Systematic pegRNA design with PRIDICT2.0 and ePRIDICT for efficient prime editing

Abstract

Prime editing is a versatile genome editing technology that enables precise genetic modifications without inducing DNA double-strand breaks. Owing to numerous variables in the prime editing guide RNA (pegRNA) design, experimentally identifying the most efficient pegRNA for a specific locus and edit is laborious. Therefore, we have developed computational tools to streamline this process. Here we present a comprehensive protocol detailing how to use PRIDICT2.0 and ePRIDICT, machine-learning models that assess the influence of the pegRNA design and chromatin context on prime editing. PRIDICT2.0 is an ensemble of attention-based bidirectional recurrent neural networks that predicts pegRNA efficiencies for replacements, insertions or deletions in different cellular contexts.
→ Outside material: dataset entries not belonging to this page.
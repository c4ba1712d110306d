// Copyright (c) Microsoft Corporation.
// Licensed under the MIT license.

//! Spindle is a cooperative task-scheduling runtime for building
//! high-throughput network services: a fixed pool of worker threads runs many
//! lightweight logical tasks that suspend on I/O, timers, or synchronization
//! primitives instead of blocking a worker thread.

#![cfg_attr(feature = "strict", deny(warnings))]
#![deny(clippy::all)]

#[macro_use]
extern crate log;

use ::mimalloc::MiMalloc;

#[global_allocator]
static GLOBAL: MiMalloc = MiMalloc;

::cfg_if::cfg_if! {
    if #[cfg(not(target_os = "linux"))] {
        compile_error!("spindle requires epoll and eventfd and only builds on linux");
    }
}

pub mod collections;
pub mod config;
pub mod runtime;

pub use crate::{
    config::{
        Config,
        CoroPoolSettings,
        ProcessorSettings,
        RuntimeSettings,
    },
    runtime::{
        deadline::Deadline,
        fail::Fail,
        network::{
            pipe::Pipe,
            socket::{
                Listener,
                Socket,
            },
        },
        processor::stats::StatsSnapshot,
        reactor::{
            EventFlags,
            PollStatus,
            Poller,
            PollerEvent,
        },
        sleep::{
            cancellation_point,
            sleep_for,
            sleep_until,
            yield_now,
            CancellationBlocker,
        },
        sync::{
            condvar::{
                Condvar,
                CvStatus,
            },
            mutex::{
                Mutex,
                MutexGuard,
            },
            semaphore::{
                Semaphore,
                SemaphoreLock,
            },
        },
        task::{
            handle::{
                SharedTaskHandle,
                TaskHandle,
            },
            local::{
                InheritedTaskLocal,
                TaskLocal,
            },
            state::TaskState,
            CancellationReason,
            Importance,
            TaskId,
        },
        current_processor,
        current_task_id,
        Runtime,
        SharedTaskProcessor,
    },
};

/// Ensures that two expressions are equal, bailing out of the calling
/// function with an error otherwise.
#[macro_export]
macro_rules! ensure_eq {
    ($left:expr, $right:expr) => {{
        let left = $left;
        let right = $right;
        ::anyhow::ensure!(
            left == right,
            "ensure_eq!({}, {}) failed, left: {:?}, right: {:?}",
            stringify!($left),
            stringify!($right),
            left,
            right,
        );
    }};
}

/// Ensures that two expressions are not equal, bailing out of the calling
/// function with an error otherwise.
#[macro_export]
macro_rules! ensure_neq {
    ($left:expr, $right:expr) => {{
        let left = $left;
        let right = $right;
        ::anyhow::ensure!(
            left != right,
            "ensure_neq!({}, {}) failed, both: {:?}",
            stringify!($left),
            stringify!($right),
            left,
        );
    }};
}
// Copyright (c) Microsoft Corporation.
// Licensed under the MIT license.

pub mod id_map;
// Copyright (c) Microsoft Corporation.
// Licensed under the MIT license.

//! Task-aware synchronization primitives. All of them are thin state machines over a [`crate::runtime::wait_list`]
//! guarded by a short-lived thread lock; a task that has to wait suspends, it never blocks its worker thread.

pub mod condvar;
pub mod mutex;
pub mod semaphore;
// Copyright (c) Microsoft Corporation.
// Licensed under the MIT license.

use ::flexi_logger::{
    Logger,
    LoggerHandle,
};
use ::std::sync::Once;

static INIT_LOG: Once = Once::new();

/// Initializes the logging facility once per process. Verbosity comes from RUST_LOG when set.
pub fn initialize() {
    INIT_LOG.call_once(|| {
        let handle: LoggerHandle = Logger::try_with_env_or_str("info").unwrap().start().unwrap();
        // The handle flushes and shuts the logger down on drop, so it has to live as long as the process.
        ::std::mem::forget(handle);
    });
}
Compared with other pegRNA design tools, PRIDICT2.0 accommodates larger edits-up to 40 base pairs-across diverse edit types, also allowing the introduction of silent bystander edits that can enhance editing efficiency. ePRIDICT, a gradient-boosting algorithm, further accounts for the local chromatin environments and assesses how the genomic location of the target site affects prime editing rates. Both tools are available at www.pridict.it for individual predictions or can be installed locally for batch processing of multiple edits and target sites. The protocol provides step-by-step instructions on using PRIDICT2.0 and ePRIDICT, covering sequence input, prediction generation and interpretation. Web-based predictions take under a minute, while local installation and batch processing may take up to several hours, depending on the dataset size. By streamlining pegRNA selection and chromatin context analysis, these tools promote the adoption of prime editing in basic and translational research.